Mumbai’s musical road plays the Jai Ho melody most clearly when vehicles maintain a steady speed of around 60–80 km/h. Photograph: (NDTV)
A car glides along Mumbai’s Coastal Road, officially known as the Dharmaveer Chhatrapati Sambhaji Maharaj Marg, the sea flashing briefly in the corner of the windscreen.
As the driver settles into a steady speed, the tyres begin to hum: first a low vibration, then a recognisable rhythm. Within seconds, the Oscar-winning song Jai Ho fills the cabin, not from the stereo but from the road itself.
On 11 February 2026, India got its first musical road, a 500-metre stretch on the northbound road between Nariman Point and Worli, just after vehicles exit the coastal tunnel. The musical section plays its tune when vehicles travel at roughly 60–80 km/h.
Signboards placed inside the tunnel at 500 metres, 100 metres, and 60 metres before the stretch guide motorists to maintain the right speed while alerting them to the upcoming musical feature.
What is India’s first musical road?
The Mumbai installation uses specially engineered rumble strips. These are grooves cut into the asphalt at calculated depths and distances to create sound through tyre friction.
Officials say the project was executed using Hungarian technology and technical expertise. Hungary has long experimented with melody roads that combine traffic management with creative design.
The chosen tune, Jai Ho from Slumdog Millionaire, is audible even with windows closed when drivers maintain the intended speed range.
The science behind how the roads make music
At first glance, the musical road appears as a series of shallow ridges carved into the asphalt. But each groove is carefully placed using acoustic calculations.
When tyres roll over these ridges, they vibrate rapidly, like running a stick along the gaps of a metal fence.
The spacing between grooves determines how often the tyre is jolted. Faster impacts create higher-frequency vibrations, while wider spacing produces lower tones.
Engineers design these intervals so that when a car moves at a specific speed, the vibrations combine into recognisable musical notes.
Inside the vehicle, the car’s body acts as a resonating chamber, amplifying these patterns into sound waves that drivers perceive as a melody.
If a driver goes too slowly, the notes stretch and sound off-beat; too fast, and the tune becomes rushed and distorted.
The concept builds on traditional rumble strips used worldwide to alert drivers who drift from lanes, but here, the same safety principle is turned into an acoustic instrument.
Musical roads around the world
While Mumbai’s installation is India’s first, the idea has decades-old roots.

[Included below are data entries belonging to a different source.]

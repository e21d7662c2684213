//! User directory domain types.

use std::str::FromStr;

use asset_manager_core::AppError;
use serde::{Deserialize, Serialize};

/// Role granted to a user account.
///
/// Stored and serialized with the `ROLE_` prefix the rest of the system
/// already uses; display layers strip the prefix themselves.
#[derive(Debug, Clone, Copy, PartialEq, Eq, Serialize, Deserialize)]
pub enum UserRole {
    /// Administrator with access to the management screens.
    #[serde(rename = "ROLE_ADMIN")]
    Admin,
    /// Regular member with dashboard access only.
    #[serde(rename = "ROLE_USER")]
    Member,
}

impl UserRole {
    /// Returns the storage string for this role.
    #[must_use]
    pub fn as_str(&self) -> &'static str {
        match self {
            Self::Admin => "ROLE_ADMIN",
            Self::Member => "ROLE_USER",
        }
    }
}

impl FromStr for UserRole {
    type Err = AppError;

    fn from_str(value: &str) -> Result<Self, Self::Err> {
        match value {
            "ROLE_ADMIN" => Ok(Self::Admin),
            "ROLE_USER" => Ok(Self::Member),
            _ => Err(AppError::Validation(format!("unknown user role '{value}'"))),
        }
    }
}

#[cfg(test)]
mod tests {
    use super::UserRole;

    #[test]
    fn roles_round_trip_through_storage_strings() {
        assert_eq!("ROLE_ADMIN".parse::<UserRole>().ok(), Some(UserRole::Admin));
        assert_eq!("ROLE_USER".parse::<UserRole>().ok(), Some(UserRole::Member));
        assert_eq!(UserRole::Member.as_str(), "ROLE_USER");
    }

    #[test]
    fn unknown_role_string_is_rejected() {
        assert!("ROLE_SUPERVISOR".parse::<UserRole>().is_err());
    }
}
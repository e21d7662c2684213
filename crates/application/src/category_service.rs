//! Category taxonomy port and application service.

use std::sync::Arc;

use async_trait::async_trait;

use asset_manager_core::{AppResult, NonEmptyString};
use asset_manager_domain::CategoryId;

/// Stored category row.
#[derive(Debug, Clone, PartialEq, Eq)]
pub struct CategoryRecord {
    /// Unique category identifier.
    pub id: CategoryId,
    /// Unique category name.
    pub name: String,
}

/// Repository port for category persistence.
#[async_trait]
pub trait CategoryRepository: Send + Sync {
    /// Stores a new category. Duplicate names are `Conflict`.
    async fn create(&self, name: &str) -> AppResult<CategoryId>;

    /// Lists every category, ordered by name.
    async fn list_all(&self) -> AppResult<Vec<CategoryRecord>>;

    /// Renames a category. `NotFound` when absent, `Conflict` on duplicates.
    async fn rename(&self, id: CategoryId, name: &str) -> AppResult<()>;

    /// Deletes a category. `NotFound` when absent; `Conflict` while assets
    /// still reference it.
    async fn delete(&self, id: CategoryId) -> AppResult<()>;
}

/// Application service for category management.
#[derive(Clone)]
pub struct CategoryService {
    category_repository: Arc<dyn CategoryRepository>,
}

impl CategoryService {
    /// Creates a new category service.
    #[must_use]
    pub fn new(category_repository: Arc<dyn CategoryRepository>) -> Self {
        Self {
            category_repository,
        }
    }

    /// Validates and stores a new category name.
    pub async fn create(&self, name: &str) -> AppResult<CategoryId> {
        let name = NonEmptyString::new(name.trim())?;
        self.category_repository.create(name.as_str()).await
    }

    /// Lists every category.
    pub async fn list_all(&self) -> AppResult<Vec<CategoryRecord>> {
        self.category_repository.list_all().await
    }

    /// Validates the new name and renames the category.
    pub async fn rename(&self, id: CategoryId, name: &str) -> AppResult<()> {
        let name = NonEmptyString::new(name.trim())?;
        self.category_repository.rename(id, name.as_str()).await
    }

    /// Deletes a category that no asset references.
    pub async fn delete(&self, id: CategoryId) -> AppResult<()> {
        self.category_repository.delete(id).await
    }
}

The earliest known musical road, called the ‘Asphaltophone’, appeared in Denmark in 1995, created by artists Steen Krarup Jensen and Jakob Freud-Magnus using raised road markers to produce tones.
The modern concept gained popularity in Japan in 2007, when engineer Shizuo Shinoda discovered that grooves cut into asphalt could generate musical sounds when vehicles passed over them at specific speeds.
From there, melody roads spread globally, appearing in countries like Hungary, South Korea, and the United Arab Emirates.
In Japan, several well-known ‘Melody Roads' run through scenic areas such as Gunma and Hokkaido, where drivers hear local folk tunes while travelling at steady speeds.
Hungary’s Route 67 near Mernye famously plays rock hit number A 67-es út by the band Republic, turning a highway stretch into a musical tribute.
South Korea’s Anyang ‘singing road’ plays nursery tunes to keep motorists alert, while the UAE’s Sheikh Khalifa Street in Fujairah features a 750-metre musical stretch that plays Beethoven’s Ode to Joy.
Across Europe and beyond, installations range from small experimental roads to tourist attractions designed to encourage safe driving.
Each country adapts the technology differently; some use it to maintain speed discipline on long highways, while others create interactive public art experiences that transform routine commutes into something unexpectedly playful.
A new note in urban infrastructure
Beyond novelty, musical roads are sometimes used as behavioural nudges, encouraging drivers to maintain consistent speeds and lane discipline.
Mumbai’s pilot aims to explore whether sound-based design can make commuting both engaging and safer, while showcasing how infrastructure can merge art, engineering, and public experience.